Food producers in particular have been hit hard during the pandemic, but that didn’t stop a few East Bay companies’ charitable efforts. One company made sure to include giving back to their community in their charter, so that that aspect of their mission remains ever-present. Another company, despite opening during the pandemic, still made giving a part of their mission.
For the purposes of this article, “giving back” isn’t about businesses with a one-off promotion for a cause they care about—even if that promotion was a damn good Hazy IPA called Always Pride from Del Cielo Brewing in Martinez, where 20% of the proceeds benefited the Rainbow Center. In this case, giving back is instead about food producers who started their businesses with a mission to help their employees, BIPOC youth or simply the communities they serve every day.

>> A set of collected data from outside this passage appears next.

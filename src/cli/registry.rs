use std::collections::HashMap;

use crate::cli::core::CommandResult;
use crate::cli::shell_context::ShellContext;

pub type CommandHandler = fn(&mut ShellContext, &[&str]) -> CommandResult;

/// Area of the ledger a command works on; `help` lists commands by group.
#[derive(Debug, Clone, Copy, PartialEq, Eq, PartialOrd, Ord, Hash)]
pub enum CommandGroup {
    Transactions,
    Debts,
    Dashboard,
    Export,
    Advisor,
    Shell,
}

impl CommandGroup {
    pub const ALL: [CommandGroup; 6] = [
        CommandGroup::Transactions,
        CommandGroup::Debts,
        CommandGroup::Dashboard,
        CommandGroup::Export,
        CommandGroup::Advisor,
        CommandGroup::Shell,
    ];

    pub fn title(self) -> &'static str {
        match self {
            CommandGroup::Transactions => "Transactions",
            CommandGroup::Debts => "Debts",
            CommandGroup::Dashboard => "Dashboard",
            CommandGroup::Export => "Export",
            CommandGroup::Advisor => "AI advisor",
            CommandGroup::Shell => "Shell",
        }
    }
}

pub struct CommandEntry {
    pub group: CommandGroup,
    pub name: &'static str,
    pub description: &'static str,
    pub usage: &'static str,
    /// Words offered by tab completion after the command name. Entries ending
    /// in `=` are field keys and are offered once per line.
    pub arguments: &'static [&'static str],
    pub handler: CommandHandler,
}

impl CommandEntry {
    pub const fn new(
        group: CommandGroup,
        name: &'static str,
        description: &'static str,
        usage: &'static str,
        handler: CommandHandler,
    ) -> Self {
        Self {
            group,
            name,
            description,
            usage,
            arguments: &[],
            handler,
        }
    }

    pub fn with_arguments(self, arguments: &'static [&'static str]) -> Self {
        Self { arguments, ..self }
    }
}

/// Commands in registration order. Registering a name twice replaces the
/// earlier entry in place.
#[derive(Default)]
pub struct CommandRegistry {
    entries: Vec<CommandEntry>,
    index: HashMap<&'static str, usize>,
}

impl CommandRegistry {
    pub fn new() -> Self {
        Self::default()
    }

    pub fn register(&mut self, entry: CommandEntry) {
        match self.index.get(entry.name).copied() {
            Some(slot) => self.entries[slot] = entry,
            None => {
                self.index.insert(entry.name, self.entries.len());
                self.entries.push(entry);
            }
        }
    }

    pub fn get(&self, name: &str) -> Option<&CommandEntry> {
        self.index.get(name).map(|&slot| &self.entries[slot])
    }

    pub fn list(&self) -> impl Iterator<Item = &CommandEntry> + '_ {
        self.entries.iter()
    }

    pub fn names(&self) -> impl Iterator<Item = &'static str> + '_ {
        self.entries.iter().map(|entry| entry.name)
    }

    pub fn handler(&self, name: &str) -> Option<CommandHandler> {
        self.get(name).map(|entry| entry.handler)
    }

    /// Non-empty groups in [`CommandGroup::ALL`] order.
    pub fn grouped(&self) -> Vec<(CommandGroup, Vec<&CommandEntry>)> {
        CommandGroup::ALL
            .iter()
            .map(|&group| {
                let members: Vec<&CommandEntry> =
                    self.list().filter(|entry| entry.group == group).collect();
                (group, members)
            })
            .filter(|(_, members)| !members.is_empty())
            .collect()
    }

    /// Completion table: each command name with the words it accepts. `help`
    /// completes to the other command names.
    pub fn completions(&self) -> Vec<(&'static str, Vec<&'static str>)> {
        self.entries
            .iter()
            .map(|entry| {
                let words = if entry.name == "help" {
                    self.names().filter(|name| *name != "help").collect()
                } else {
                    entry.arguments.to_vec()
                };
                (entry.name, words)
            })
            .collect()
    }
}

Last year saw brands add a black square on Instagram for a day and think they did something to help BIPOC in their neighborhood; more recently, we saw hundreds of corporations edit their websites or social media logos to include a rainbow flag, yet still donate to politicians or causes that actively discriminate against LGBTQ+ people.

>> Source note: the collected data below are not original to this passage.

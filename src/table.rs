//! In-memory tabular dataset with columns addressed by name.
//!
//! A [`Table`] holds the nested dataset the bootstrap operates on: one or
//! more categorical label columns (hierarchy levels, optional top-level
//! group) and at least one numeric metric column. Rows are implicit; all
//! columns have the same length and row `i` across columns is one record.

use std::collections::HashMap;

use crate::error::{Error, Result};

/// A single named column.
#[derive(Debug, Clone)]
pub enum Column {
    /// Categorical column: hierarchy level or top-level group membership.
    Label(Vec<String>),
    /// Numeric column: the metric being bootstrapped.
    Metric(Vec<f64>),
}

impl Column {
    fn len(&self) -> usize {
        match self {
            Column::Label(v) => v.len(),
            Column::Metric(v) => v.len(),
        }
    }
}

/// An ordered collection of records with named columns.
///
/// Built incrementally with [`Table::with_label`] and [`Table::with_metric`];
/// column lengths must agree and names must be unique.
///
/// # Example
///
/// ```
/// use hier_bootstrap::Table;
///
/// let table = Table::new()
///     .with_label("subject", vec!["a".into(), "a".into(), "b".into(), "b".into()])
///     .unwrap()
///     .with_metric("response", vec![1.0, 2.0, 3.0, 4.0])
///     .unwrap();
///
/// assert_eq!(table.len(), 4);
/// ```
#[derive(Debug, Clone, Default)]
pub struct Table {
    columns: Vec<(String, Column)>,
}

impl Table {
    /// Create an empty table with no columns.
    pub fn new() -> Self {
        Self::default()
    }

    /// Add a categorical column.
    ///
    /// Fails if the name is already taken or the length disagrees with
    /// existing columns.
    pub fn with_label(self, name: impl Into<String>, values: Vec<String>) -> Result<Self> {
        self.push_column(name.into(), Column::Label(values))
    }

    /// Add a numeric column.
    ///
    /// Fails if the name is already taken or the length disagrees with
    /// existing columns.
    pub fn with_metric(self, name: impl Into<String>, values: Vec<f64>) -> Result<Self> {
        self.push_column(name.into(), Column::Metric(values))
    }

    fn push_column(mut self, name: String, column: Column) -> Result<Self> {
        if self.columns.iter().any(|(n, _)| *n == name) {
            return Err(Error::invalid(format!("duplicate column '{name}'")));
        }
        if let Some((first_name, first)) = self.columns.first() {
            if first.len() != column.len() {
                return Err(Error::invalid(format!(
                    "column '{}' has {} rows but '{}' has {}",
                    name,
                    column.len(),
                    first_name,
                    first.len()
                )));
            }
        }
        self.columns.push((name, column));
        Ok(self)
    }

    /// Number of records.
    pub fn len(&self) -> usize {
        self.columns.first().map_or(0, |(_, c)| c.len())
    }

    /// Whether the table has no records.
    pub fn is_empty(&self) -> bool {
        self.len() == 0
    }

    /// Names of all columns in insertion order.
    pub fn column_names(&self) -> impl Iterator<Item = &str> {
        self.columns.iter().map(|(n, _)| n.as_str())
    }

    fn column(&self, name: &str) -> Option<&Column> {
        self.columns
            .iter()
            .find(|(n, _)| n == name)
            .map(|(_, c)| c)
    }

    /// Fetch a categorical column by name.
    pub fn label(&self, name: &str) -> Result<&[String]> {
        match self.column(name) {
            Some(Column::Label(v)) => Ok(v),
            Some(Column::Metric(_)) => Err(Error::invalid(format!(
                "column '{name}' is numeric, expected a label column"
            ))),
            None => Err(Error::invalid(format!("no such column '{name}'"))),
        }
    }

    /// Fetch a numeric column by name.
    pub fn metric(&self, name: &str) -> Result<&[f64]> {
        match self.column(name) {
            Some(Column::Metric(v)) => Ok(v),
            Some(Column::Label(_)) => Err(Error::invalid(format!(
                "column '{name}' is categorical, expected a metric column"
            ))),
            None => Err(Error::invalid(format!("no such column '{name}'"))),
        }
    }
}

/// Partition row indices by the distinct values of a label column, in
/// first-seen order.
///
/// First-seen order is the canonical group order downstream. Summary groups
/// and significance pairs both follow it.
pub(crate) fn partition_by(values: &[String], rows: &[usize]) -> Vec<(String, Vec<usize>)> {
    let mut order: Vec<(String, Vec<usize>)> = Vec::new();
    let mut index: HashMap<&str, usize> = HashMap::new();
    for &row in rows {
        let value = values[row].as_str();
        match index.get(value) {
            Some(&slot) => order[slot].1.push(row),
            None => {
                index.insert(value, order.len());
                order.push((value.to_string(), vec![row]));
            }
        }
    }
    order
}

Superficial support to promote brand awareness on social media is easily detected by anyone with an internet browser. Social media is a tool for businesses to share their values with their audiences, but they need to authenticate their online presence by living their values even when nobody is around to praise them for it.
The East Bay is a hub for businesses that give back to the local community. Whether it’s TCHO Chocolate or Third Culture Bakery—both in Berkeley, with a location in Walnut Creek opening soon for the latter—working with farmers who pay their employees living wages, or Rubicon Bakers in Richmond providing employment to those in need of a second chance, many East Bay business owners understand that their company culture, and how they treat their employees, vendors and community, matters.
It is also “good business” to give back. In fact, this survey by Google revealed that almost half of young millennials—the current largest consumer group—are more likely to support a brand after learning more about their values.
iniBurger is the East Bay’s first 100% halal burger concept, with locations in Pleasanton and Fremont. Since opening last summer, the husband-and-wife owners made it part of their mission to dedicate a percentage of proceeds from every sale to local community organizations—and also hosted standalone fundraisers, like a recent one with HERS Breast Cancer Foundation. They are dedicated to helping reduce hunger in their community, and to working with charities that support and empower women. www.iniburger.com
Teas with Meaning was started by Kamilah Mitchell, a former educator, after a cancer diagnosis. It is an organic loose-leaf and bottled tea-blend company “with meaning,” based in Oakland—and when Mitchell says “with meaning,” she means it. She sells custom Tea Time services to Bay Area corporations in which businesses talk about wellness and self-care with their employees. This helps to fund her Community Tea events at local schools, where she engages in social-emotional conversations with younger people—specifically BIPOC—looking for guidance. www.withmeaning.org
Firebrand Bakery is planning an expansion of their Oakland-based bakery to focus on wholesale out of their Alameda location. Their company was created to make damn good bread, but it has proven more important to build a culture that empowers their workers. Their mission is to work with formerly incarcerated people, or those struggling with homelessness; they provide well-paying, full-time jobs and workforce development and skills that go beyond the employees’ current roles. They also fully pay for employee healthcare. Their new Alameda warehouse houses the nonprofit Five Keys (fivekeyshomefree.org), which provides life skills, survivor empowerment programs, and training and job placement for the East Bay community. www.firebrandbread.com
What To Drink is an online wine shop. The owners, a husband and wife team, started their East Bay business when the former was furloughed from his sommelier position at The Slanted Door. They only work with smaller, sustainable wine producers, and seek out wines made by BIPOC as well as untapped or underappreciated winemaking areas like Mexico, Serbia and South Africa. In addition, for every—yes, every—wine bottle sold, they donate $1 to a different local charitable organization. Past nonprofits include: No Us Without You, NCLR, AAPI Women Lead and CALMA. Each month, they choose a new charity that means something to them and their community. www.whattodrinkclub.com
In addition to these four companies, the East Bay is filled with individuals who go above and beyond for their neighbors. We watched many of them step up during the pandemic to help those in need.